For European organizations, particularly those involved in emergency services, municipal fire departments, or public safety agencies using the PHPGurukul Online Fire Reporting System, this vulnerability poses a risk of session hijacking and unauthorized actions within the administrative interface. An attacker exploiting this flaw could steal session cookies from authenticated users, potentially gaining unauthorized access to sensitive fire incident data or administrative functions. This could lead to data disclosure, manipulation of fire reports, or disruption of reporting workflows. While the vulnerability does not directly cause system downtime or data destruction, the compromise of administrative sessions could undermine trust in the reporting system and delay critical emergency response coordination. Additionally, if attackers leverage stolen sessions to escalate privileges or pivot to other internal systems, the impact could extend beyond the application itself. Given the specialized nature of the product, the impact is more pronounced in organizations that rely heavily on this system for operational reporting and decision-making.
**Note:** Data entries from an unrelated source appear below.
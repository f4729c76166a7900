use ndarray::{Array1, ArrayView1};
use rand::distributions::{Distribution, WeightedError, WeightedIndex};
use rand::Rng;

/// Rescales `x` into [0, 1]. A constant vector carries no ranking, so it
/// maps to zeros.
pub fn minmax(x: ArrayView1<'_, f64>) -> Array1<f64> {
    let min = x.fold(f64::INFINITY, |a, &b| a.min(b));
    let max = x.fold(f64::NEG_INFINITY, |a, &b| a.max(b));
    let range = max - min;

    if !range.is_finite() || range <= f64::EPSILON {
        return Array1::zeros(x.len());
    }

    x.mapv(|v| (v - min) / range)
}

/// `ln(sum(exp(x)))` computed around the maximum to avoid overflow
pub fn logsumexp(x: ArrayView1<'_, f64>) -> f64 {
    let max = x.fold(f64::NEG_INFINITY, |a, &b| a.max(b));
    if !max.is_finite() {
        return max;
    }

    max + x.mapv(|v| (v - max).exp()).sum().ln()
}

/// `exp(x - logsumexp(x))`, the distribution behind log-weights `x`. When no
/// entry carries mass the result is uniform.
pub fn normalize_log(x: ArrayView1<'_, f64>) -> Array1<f64> {
    let lse = logsumexp(x);
    if !lse.is_finite() {
        return Array1::from_elem(x.len(), 1.0 / x.len() as f64);
    }

    x.mapv(|v| (v - lse).exp())
}

/// Samples an index with probability proportional to its weight
pub fn weighted_random_choice<R: Rng + ?Sized>(
    weights: ArrayView1<'_, f64>,
    rng: &mut R,
) -> Result<usize, WeightedError> {
    let dist: WeightedIndex<f64> = WeightedIndex::new(weights.iter())?;

    Ok(dist.sample(rng))
}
The medium severity rating suggests moderate risk, but the potential for targeted attacks against public safety infrastructure in Europe warrants attention.

To mitigate this vulnerability, organizations should implement strict input validation and output encoding for the 'fromdate' and 'todate' parameters in the affected endpoint. Specifically, input should be validated to accept only properly formatted date strings (e.g., YYYY-MM-DD) and reject any input containing script tags or suspicious characters. Output encoding should be applied to ensure that any user-supplied data rendered in the HTML context is safely escaped to prevent script execution. Until an official patch is released by PHPGurukul, administrators should consider the following practical steps: 1) Restrict access to the '/ofrs/admin/bwdates-report-result.php' endpoint to trusted IP addresses or VPN users to reduce exposure. 2) Implement Web Application Firewall (WAF) rules that detect and block common XSS payloads targeting the vulnerable parameters. 3) Educate users to avoid clicking on suspicious links or submitting untrusted data within the application. 4) Monitor application logs for unusual input patterns or repeated access to the vulnerable endpoint. 5) Consider deploying Content Security Policy (CSP) headers to limit the execution of unauthorized scripts within the application context. 6) Plan for an update or patch deployment as soon as the vendor releases a fix. These steps go beyond generic advice by focusing on the specific parameters and endpoint involved, as well as operational controls to reduce risk in the interim.